A nerve sheath tumor is a type of tumor of the nervous system (nervous system neoplasm) which is made up primarily of the myelin surrounding nerves. From benign tumors like schwannoma to high grade malignant neoplasms known as malignant peripheral nerve sheath tumors, peripheral nerve sheath tumors include a range of clearly characterized clinicopathologic entities.
A peripheral nerve sheath tumor (PNST) is a nerve sheath tumor in the peripheral nervous system. Benign peripheral nerve sheath tumors include schwannomas and neurofibromas.

A malignant peripheral nerve sheath tumor (MPNST) is a cancerous peripheral nerve sheath tumor, which are frequently resistant to conventional treatments.

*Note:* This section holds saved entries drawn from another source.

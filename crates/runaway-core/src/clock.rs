//! Clock abstraction for determinism.
//!
//! Session timestamps (`created_at`, `last_active`, message times) and the
//! expiry sweep all read time through this trait so tests can pin or step it.

use chrono::{DateTime, Utc};

/// Abstraction over system time for deterministic behavior.
pub trait Clock: Send + Sync {
    /// Returns the current time.
    fn now(&self) -> DateTime<Utc>;
}

/// Production clock that delegates to the system clock.
#[derive(Debug, Clone, Copy)]
pub struct SystemClock;

impl Clock for SystemClock {
    fn now(&self) -> DateTime<Utc> {
        Utc::now()
    }
}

Origin of peripheral nerve sheath tumors
The primary Schwann cell differentiation and neoplastic proliferations are characteristics of peripheral nerve sheath tumors. For instance, the Schwann cell, which is the major neoplastic cell component of neurofibroma, is cytologically distinguished by the expression of S-100 protein and wavy nuclear outlines. A variety of peripheral nerve cells, including axons, perineurial cells, fibroblasts, and varying inflammatory components such as mast cells and lymphocytes, are also present in neurofibromas. A population of CD34-positive cells with an unknown histogenesis is also found.